What is required – What appears in the data must be reproduced exactly.

╭─ Source records

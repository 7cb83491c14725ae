//! Four Pillars (Saju) derivations built on the solar-term solver.
//!
//! This crate provides:
//! - The sexagesimal stem/branch cycle and pillar arithmetic
//! - Year, month, day, and hour pillar computation for a birth moment
//! - Table-based Gregorian to lunisolar date conversion, 1900..=2100
//! - Luck-cycle (decade pillar) timelines
//!
//! All implementations are clean-room, derived from the classical
//! calendar rules and public astronomical formulas.

pub mod error;
pub mod ganzhi;
pub mod luck;
pub mod lunar;
pub mod pillars;

pub use error::CoreError;
pub use ganzhi::{ALL_BRANCHES, ALL_STEMS, Branch, GanZhi, Stem};
pub use luck::{
    Direction, LuckCycle, LuckTimeline, Sex, direction_for, luck_cycles,
};
pub use lunar::{LunarDate, leap_month, leap_month_days, month_days, to_lunar, year_days};
pub use pillars::{
    FourPillars, day_pillar, four_pillars, hour_pillar, lmt_shift_minutes, month_pillar,
    month_pillar_from_longitude, pillar_year, year_pillar, year_pillar_from_year,
};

╰─

Problem solution –
repository 7cb83491c14725ae
//! Four Pillars (Saju) derivations built on the solar-term solver.
//!
//! This crate provides:
//! - The sexagesimal stem/branch cycle and pillar arithmetic
//! - Year, month, day, and hour pillar computation for a birth moment
//! - Table-based Gregorian to lunisolar date conversion, 1900..=2100
//! - Luck-cycle (decade pillar) timelines
//!
//! All implementations are clean-room, derived from the classical
//! calendar rules and public astronomical formulas.

pub mod error;
pub mod ganzhi;
pub mod luck;
pub mod lunar;
pub mod pillars;

pub use error::CoreError;
pub use ganzhi::{ALL_BRANCHES, ALL_STEMS, Branch, GanZhi, Stem};
pub use luck::{
    Direction, LuckCycle, LuckTimeline, Sex, direction_for, luck_cycles,
};
pub use lunar::{LunarDate, leap_month, leap_month_days, month_days, to_lunar, year_days};
pub use pillars::{
    FourPillars, day_pillar, four_pillars, hour_pillar, lmt_shift_minutes, month_pillar,
    month_pillar_from_longitude, pillar_year, year_pillar, year_pillar_from_year,
};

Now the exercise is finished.